What is SSH Keys
SSH keys serve as a means of identifying yourself to an SSH server using public-key cryptography and challenge-response authentication. One immediate advantage this method has over traditional password authentication is that you can be authenticated by the server without ever having to send your password over the network. Anyone eavesdropping on your connection will not be able to intercept and crack your password because it is never actually transmitted. Additionally, using SSH keys for authentication virtually eliminates the risk posed by brute-force password attacks by drastically reducing the chances of the attacker correctly guessing the proper credentials.
I — Create the RSA Key Pair
The very first step is to create the key pair on the client machine (there is a good chance that this will just be your computer):
ssh-keygen -t rsa
II — Store the Keys and Passphrase
After you generated the key, you will get a few more questions like this.
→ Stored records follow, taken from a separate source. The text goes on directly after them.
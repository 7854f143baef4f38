//! Captured frames.
//!
//! A `Frame` is handed from a source to its archive by value and dropped once
//! the archive has copied it into a container entry.

use chrono::{Local, NaiveDateTime};

/// One captured image plus the local wall-clock time it was fetched at.
#[derive(Debug, PartialEq, Eq)]
pub struct Frame {
    data: Vec<u8>,
    /// Capture time, microsecond resolution.
    pub captured_at: NaiveDateTime,
}

impl Frame {
    pub fn new(data: Vec<u8>, captured_at: NaiveDateTime) -> Self {
        Self { data, captured_at }
    }

    pub fn bytes(&self) -> &[u8] {
        &self.data
    }

    pub fn len(&self) -> usize {
        self.data.len()
    }

    pub fn is_empty(&self) -> bool {
        self.data.is_empty()
    }
}

/// Current local wall-clock time, the clock every archive name is derived from.
pub fn now_local() -> NaiveDateTime {
    Local::now().naive_local()
}
use anyhow::{anyhow, Context, Result};
use serde::Deserialize;
use std::collections::{BTreeMap, HashMap, HashSet};
use std::path::{Path, PathBuf};
use std::time::Duration;

use crate::freespace::parse_size;
use crate::ingest::overlay::is_valid_format;
use crate::ingest::{FrameSourceConfig, DEFAULT_FETCH_TIMEOUT};
use crate::storage::ArchiveConfig;

const DEFAULT_CONFIG_PATH: &str = "recorder.toml";
const DEFAULT_PIDFILE: &str = "/tmp/.recorder.pid";

#[derive(Debug, Deserialize, Default)]
#[serde(deny_unknown_fields)]
struct RecorderConfigFile {
    pidfile: Option<String>,
    logger: Option<LoggerConfigFile>,
    defaults: Option<DefaultsConfigFile>,
    #[serde(default)]
    storage: BTreeMap<String, StorageConfigFile>,
    #[serde(default)]
    camera: BTreeMap<String, CameraConfigFile>,
}

#[derive(Debug, Deserialize, Default)]
#[serde(deny_unknown_fields)]
struct LoggerConfigFile {
    path: Option<String>,
}

/// Values applied to every `[storage.*]` / `[camera.*]` section that omits them.
#[derive(Debug, Deserialize, Default)]
#[serde(deny_unknown_fields)]
struct DefaultsConfigFile {
    storage: Option<StorageConfigFile>,
    camera: Option<CameraConfigFile>,
}

#[derive(Debug, Deserialize, Default, Clone)]
#[serde(deny_unknown_fields)]
struct StorageConfigFile {
    path: Option<String>,
    max_storage_filesize: Option<String>,
    min_freespace_in_storage: Option<String>,
}

impl StorageConfigFile {
    fn or(self, defaults: &Self) -> Self {
        Self {
            path: self.path.or_else(|| defaults.path.clone()),
            max_storage_filesize: self
                .max_storage_filesize
                .or_else(|| defaults.max_storage_filesize.clone()),
            min_freespace_in_storage: self
                .min_freespace_in_storage
                .or_else(|| defaults.min_freespace_in_storage.clone()),
        }
    }
}

#[derive(Debug, Deserialize, Default, Clone)]
#[serde(deny_unknown_fields)]
struct CameraConfigFile {
    url: Option<String>,
    description: Option<String>,
    timestamp: Option<String>,
    storage_name: Option<String>,
    timeout_secs: Option<u64>,
}

impl CameraConfigFile {
    fn or(self, defaults: &Self) -> Self {
        Self {
            url: self.url.or_else(|| defaults.url.clone()),
            description: self.description.or_else(|| defaults.description.clone()),
            timestamp: self.timestamp.or_else(|| defaults.timestamp.clone()),
            storage_name: self.storage_name.or_else(|| defaults.storage_name.clone()),
            timeout_secs: self.timeout_secs.or(defaults.timeout_secs),
        }
    }
}

/// Fully resolved recorder configuration.
#[derive(Debug, Clone)]
pub struct RecorderConfig {
    pub pidfile: PathBuf,
    pub log_dir: Option<PathBuf>,
    /// Sources in camera-name order.
    pub sources: Vec<FrameSourceConfig>,
}

impl RecorderConfig {
    /// Loads from `RECORDER_CONFIG` (default `recorder.toml`) and applies env overrides.
    pub fn load() -> Result<Self> {
        let path = std::env::var("RECORDER_CONFIG")
            .ok()
            .filter(|path| !path.trim().is_empty())
            .unwrap_or_else(|| DEFAULT_CONFIG_PATH.to_string());
        Self::load_from(Path::new(&path))
    }

    pub fn load_from(path: &Path) -> Result<Self> {
        let raw = std::fs::read_to_string(path)
            .with_context(|| format!("failed to read config file {}", path.display()))?;
        let mut cfg = Self::from_toml(&raw)
            .with_context(|| format!("invalid config file {}", path.display()))?;
        cfg.apply_env();
        Ok(cfg)
    }

    /// Parses and resolves a TOML document without consulting the environment.
    pub fn from_toml(raw: &str) -> Result<Self> {
        let file: RecorderConfigFile = toml::from_str(raw)?;
        Self::from_file(file)
    }

    fn from_file(file: RecorderConfigFile) -> Result<Self> {
        let defaults = file.defaults.unwrap_or_default();
        let storage_defaults = defaults.storage.unwrap_or_default();
        let camera_defaults = defaults.camera.unwrap_or_default();

        let mut storages = HashMap::new();
        for (name, section) in file.storage {
            let archive = resolve_storage(&name, section.or(&storage_defaults))?;
            storages.insert(name, archive);
        }

        let mut urls = HashSet::new();
        let mut sources = Vec::new();
        for (name, section) in file.camera {
            let section = section.or(&camera_defaults);
            let Some(url) = section.url.clone().filter(|url| !url.trim().is_empty()) else {
                log::warn!("camera {:?} has no url, skipped", name);
                continue;
            };
            if !urls.insert(url.clone()) {
                log::warn!("Ignored duplicate in section {:?}: {:?}", name, url);
                continue;
            }
            sources.push(resolve_camera(&name, url, section, &storages)?);
        }

        Ok(Self {
            pidfile: expand_home(file.pidfile.as_deref().unwrap_or(DEFAULT_PIDFILE)),
            log_dir: file
                .logger
                .and_then(|logger| logger.path)
                .filter(|path| !path.trim().is_empty())
                .map(|path| expand_home(&path)),
            sources,
        })
    }

    fn apply_env(&mut self) {
        if let Ok(dir) = std::env::var("RECORDER_LOG_DIR") {
            if !dir.trim().is_empty() {
                self.log_dir = Some(expand_home(&dir));
            }
        }
        if let Ok(path) = std::env::var("RECORDER_PIDFILE") {
            if !path.trim().is_empty() {
                self.pidfile = expand_home(&path);
            }
        }
    }
}

fn resolve_storage(name: &str, section: StorageConfigFile) -> Result<ArchiveConfig> {
    let path = section
        .path
        .filter(|path| !path.trim().is_empty())
        .ok_or_else(|| anyhow!("storage {:?}: path is required", name))?;

    let max_text = section
        .max_storage_filesize
        .ok_or_else(|| anyhow!("storage {:?}: max_storage_filesize is required", name))?;
    let max_archive_bytes = parse_size(&max_text);
    if max_archive_bytes == 0 {
        return Err(anyhow!(
            "storage {:?}: invalid max_storage_filesize {:?}",
            name,
            max_text
        ));
    }

    let min_text = section.min_freespace_in_storage.unwrap_or_default();
    let min_free_bytes = parse_size(&min_text);
    if min_free_bytes == 0 {
        log::warn!(
            "storage {:?}: min_freespace_in_storage {:?} resolves to 0 bytes",
            name,
            min_text
        );
    }

    Ok(ArchiveConfig {
        root_path: expand_home(&path),
        max_archive_bytes,
        min_free_bytes,
    })
}

fn resolve_camera(
    name: &str,
    url: String,
    section: CameraConfigFile,
    storages: &HashMap<String, ArchiveConfig>,
) -> Result<FrameSourceConfig> {
    validate_source_id(name)?;

    let parsed = url::Url::parse(&url).with_context(|| format!("camera {:?}: parse url", name))?;
    if !matches!(parsed.scheme(), "http" | "https") {
        return Err(anyhow!(
            "camera {:?}: unsupported url scheme '{}'; expected http(s)",
            name,
            parsed.scheme()
        ));
    }

    // A single character is treated as "no stamp".
    let timestamp_format = section.timestamp.filter(|stamp| stamp.chars().count() > 1);
    if let Some(format) = &timestamp_format {
        if !is_valid_format(format) {
            return Err(anyhow!(
                "camera {:?}: invalid timestamp format {:?}",
                name,
                format
            ));
        }
    }

    let archive = match section.storage_name.as_deref() {
        Some(storage) => {
            let archive = storages.get(storage).cloned();
            if archive.is_none() {
                log::warn!("camera {:?}: unknown storage {:?}", name, storage);
            }
            archive
        }
        None => None,
    };

    let fetch_timeout = match section.timeout_secs {
        Some(0) => return Err(anyhow!("camera {:?}: timeout_secs must be greater than zero", name)),
        Some(secs) => Duration::from_secs(secs),
        None => DEFAULT_FETCH_TIMEOUT,
    };

    Ok(FrameSourceConfig {
        id: name.to_string(),
        url,
        timestamp_format,
        archive,
        description: section.description,
        fetch_timeout,
    })
}

/// Source ids become directory names under the archive root.
pub fn validate_source_id(id: &str) -> Result<()> {
    if id.trim().is_empty() {
        return Err(anyhow!("camera name cannot be empty"));
    }
    if id == "." || id == ".." {
        return Err(anyhow!("camera name {:?} is not a valid directory name", id));
    }
    if !id
        .chars()
        .all(|c| c.is_ascii_alphanumeric() || matches!(c, '_' | '-' | '.'))
    {
        return Err(anyhow!(
            "camera name {:?} may only contain ASCII letters, digits, '_', '-' and '.'",
            id
        ));
    }
    Ok(())
}

fn expand_home(path: &str) -> PathBuf {
    let home = std::env::var_os("HOME").filter(|home| !home.is_empty());
    match (path.strip_prefix('~'), home) {
        (Some(""), Some(home)) => PathBuf::from(home),
        (Some(rest), Some(home)) if rest.starts_with('/') => {
            PathBuf::from(home).join(rest.trim_start_matches('/'))
        }
        _ => PathBuf::from(path),
    }
}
Just hit ENTER key
Enter file in which to save the key (/home/[your_username]/.ssh/id_rsa):
This step will save the file key to the user home.
Enter passphrase (empty for no passphrase):
It’s up to you whether you want to use a passphrase. Entering a passphrase does have its benefits: the security of a key, no matter how encrypted, still depends on the fact that it is not visible to anyone else. Should a passphrase-protected private key fall into an unauthorized users possession, they will be unable to log in to its associated accounts until they figure out the passphrase, buying the hacked user some extra time. The only downside, of course, to having a passphrase, is then having to type it in each time you use the Key Pair.
The whole entire key generation process will looks like this:
ssh-keygen -t rsa Generating public/private rsa key pair. Enter file in which to save the key (/home/zindo/.ssh/id_rsa): Enter passphrase (empty for no passphrase): Enter same passphrase again: Your identification has been saved in /home/zindo/.ssh/id_rsa. Your public key has been saved in /home/zindo/.ssh/id_rsa.pub. The key fingerprint is: 4a:dd:0a:c6:35:4e:3f:ed:27:38:8c:74:44:4d:93:67 [email protected] The key's randomart image is: +--[ RSA 2048]----+ | .oo. | | . o.E | | + . o | | . = = . | | = S = . | | o + = + | | . o + o . | | . o | | | +-----------------+
The public key is now located in /home/[your_username]/.ssh/id_rsa.pub
The private key (identification) is now located in /home/[your_username]/.ssh/id_rsa
III — Copy the Public Key
Once the key pair is generated, it’s time to place the public key on the virtual server that we want to use.
You can copy the public key into the new machine’s authorized_keys file with the ssh-copy-id command. Make sure to replace the example username and IP address below.
ssh-copy-id [email protected]
Alternatively, you can paste in the keys using SSH:
cat ~/.ssh/id_rsa.pub | ssh [email protected] "mkdir -p ~/.ssh && cat >> ~/.ssh/authorized_keys"
No matter which command you chose, you should see something like:
The authenticity of host '220.127.116.11 (18.104.22.168)' can't be established. RSA key fingerprint is b1:2d:33:67:ce:35:4d:5f:f3:a8:cd:c0:c4:48:86:12. Are you sure you want to continue connecting (yes/no)? yes Warning: Permanently added '22.214.171.124' (RSA) to the list of known hosts. [email protected]'s password: Now try logging into the machine, with "ssh '[email protected]'", and check in: ~/.ssh/authorized_keys to make sure we haven't added extra keys that you weren't expecting.
Now you can go ahead and log into [email protected] and you will not be prompted for a password. However, if you set a passphrase, you will be asked to enter the passphrase at that time (and whenever else you log in in the future).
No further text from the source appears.